バカじゃないことを証明せよ-⑤
(――息が……!)
小夜子は雲のなかを落ちていった。
息ができない。
全身にのしかかる風圧が、まるで内臓を押してなかの空気を押し出していくようだ。
水蒸気のなかで溺れる。
溺死する――
(なに……!? なんなのこれ!!)
湿っぽい空気には粘り気がある。

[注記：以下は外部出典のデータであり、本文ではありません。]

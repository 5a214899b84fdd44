//! Condition variables.
//!
//! Built directly over the sleep queue: `wait` atomically releases the
//! associated lock and enqueues under a no-preemption section, so a wakeup
//! between the release and the sleep cannot be lost. Works over both the
//! sleep mutex and the spin lock.

use core::sync::atomic::{AtomicU32, Ordering};

use crate::interrupt::NoPreemptGuard;
use crate::mutex::MutexGuard;
use crate::sleepq::{sleepq_broadcast, sleepq_signal, sleepq_wait, sleepq_wait_timed};
use crate::spinlock::SpinLockGuard;
use crate::thread::WakeReason;
use crate::{Errno, Result, Systime};

pub struct CondVar {
    name: &'static str,
    waiters: AtomicU32,
}

impl CondVar {
    pub const fn new(name: &'static str) -> CondVar {
        CondVar { name, waiters: AtomicU32::new(0) }
    }

    pub fn name(&self) -> &'static str {
        self.name
    }

    fn chan(&self) -> usize {
        self as *const _ as usize
    }

    pub fn waiters(&self) -> u32 {
        self.waiters.load(Ordering::Relaxed)
    }

    /// The wait consumed no signal (timeout, interruption): take the
    /// bookkeeping entry back out.
    fn uncount(&self) {
        let _ = self
            .waiters
            .fetch_update(Ordering::Relaxed, Ordering::Relaxed, |w| w.checked_sub(1));
    }

    /// Release `guard`'s mutex, sleep until signalled, re-take the mutex.
    pub fn wait<'a, T>(&self, guard: MutexGuard<'a, T>) -> MutexGuard<'a, T> {
        let mtx = MutexGuard::mutex(&guard);
        {
            let _np = NoPreemptGuard::new();
            self.waiters.fetch_add(1, Ordering::Relaxed);
            drop(guard);
            sleepq_wait(self.chan(), "cv_wait");
        }
        mtx.lock_at("cv_wait")
    }

    /// Like [`CondVar::wait`] with a tick timeout; `Err(ETIMEDOUT)` after
    /// the deadline, `Err(EINTR)` when interrupted. The mutex is held again
    /// in every case.
    pub fn wait_timed<'a, T>(
        &self,
        guard: MutexGuard<'a, T>,
        timeout: Systime,
    ) -> (MutexGuard<'a, T>, Result<()>) {
        let mtx = MutexGuard::mutex(&guard);
        let reason;
        {
            let _np = NoPreemptGuard::new();
            self.waiters.fetch_add(1, Ordering::Relaxed);
            drop(guard);
            reason = sleepq_wait_timed(self.chan(), "cv_wait_timed", timeout);
            if reason != WakeReason::Normal {
                self.uncount();
            }
        }
        let guard = mtx.lock_at("cv_wait_timed");
        (guard, wake_result(reason))
    }

    /// Spin-lock flavor of [`CondVar::wait`].
    pub fn wait_spin<'a, T>(&self, guard: SpinLockGuard<'a, T>) -> SpinLockGuard<'a, T> {
        let lock = SpinLockGuard::spinlock(&guard);
        let _np = NoPreemptGuard::new();
        self.waiters.fetch_add(1, Ordering::Relaxed);
        drop(guard);
        sleepq_wait(self.chan(), "cv_wait");
        lock.lock()
    }

    /// Wake one waiter, if any.
    pub fn signal(&self) {
        let _np = NoPreemptGuard::new();
        if self
            .waiters
            .fetch_update(Ordering::Relaxed, Ordering::Relaxed, |w| w.checked_sub(1))
            .is_ok()
        {
            sleepq_signal(self.chan());
        }
    }

    /// Wake every waiter.
    pub fn broadcast(&self) {
        let _np = NoPreemptGuard::new();
        if self.waiters.swap(0, Ordering::Relaxed) > 0 {
            sleepq_broadcast(self.chan());
        }
    }
}

fn wake_result(reason: WakeReason) -> Result<()> {
    match reason {
        WakeReason::Normal => Ok(()),
        WakeReason::TimedOut => Err(Errno::TimedOut),
        WakeReason::Interrupted => Err(Errno::Intr),
    }
}

#[cfg(test)]
mod tests {
    use super::*;

    #[test]
    fn signal_without_waiters_has_no_side_effect() {
        crate::testutil::boot();
        let cv = CondVar::new("test-cv");
        assert_eq!(cv.waiters(), 0);
        cv.signal();
        cv.broadcast();
        assert_eq!(cv.waiters(), 0);
    }

    #[test]
    fn wake_reasons_map_to_errno() {
        assert_eq!(wake_result(WakeReason::Normal), Ok(()));
        assert_eq!(wake_result(WakeReason::TimedOut), Err(Errno::TimedOut));
        assert_eq!(wake_result(WakeReason::Interrupted), Err(Errno::Intr));
    }

    #[test]
    fn waiter_bookkeeping_balances() {
        crate::testutil::boot();
        let cv = CondVar::new("test-cv");
        cv.waiters.fetch_add(2, Ordering::Relaxed);
        cv.signal();
        assert_eq!(cv.waiters(), 1);
        cv.broadcast();
        assert_eq!(cv.waiters(), 0);
        // An unconsumed (timed-out) entry is uncounted exactly once.
        cv.waiters.fetch_add(1, Ordering::Relaxed);
        cv.uncount();
        cv.uncount();
        assert_eq!(cv.waiters(), 0);
    }
}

その正体は不明なまま度合いを増し、やがて空気自体が妖しい紫色を帯びてくる。
異臭がする。
まるで物が腐ったような。
(毒……っ!?)
小夜子は直感した。
吸ってはだめだと思いながらも、身体が言うことをきかない。
失った酸素をわずかにでも取りもどそうと、肺が執拗に呼吸を求めている。
紫の気体はだんだん黒味を増していく。
(死ぬ――)
血流にぞわりとぶきみな感覚が混ざる。
侵入しているのだ。
得体の知れない、しかし人体に有害なのはたしかななにかが。
感覚が鈍麻する。
全身が痺れる。
脳みそがはたらかない。
意識がもうろうとする。
視界が暗闇につつまれる。
それともそれは、雲の色なのだろうか――?
ひゅん。
一筋の光が飛来した。
黒くかすんだ世界を、銀の光線が貫く。
人影が見える。
手が伸びてくる。
(お父さん……?)
あたたかいものが腕に触れる。
――こっちへ来い。
と言っているようだった。
一瞬だけ視界があかるくなる。
そこに亡き父の微笑みを見た気がして、
小夜子は安堵につつまれて目を閉じた。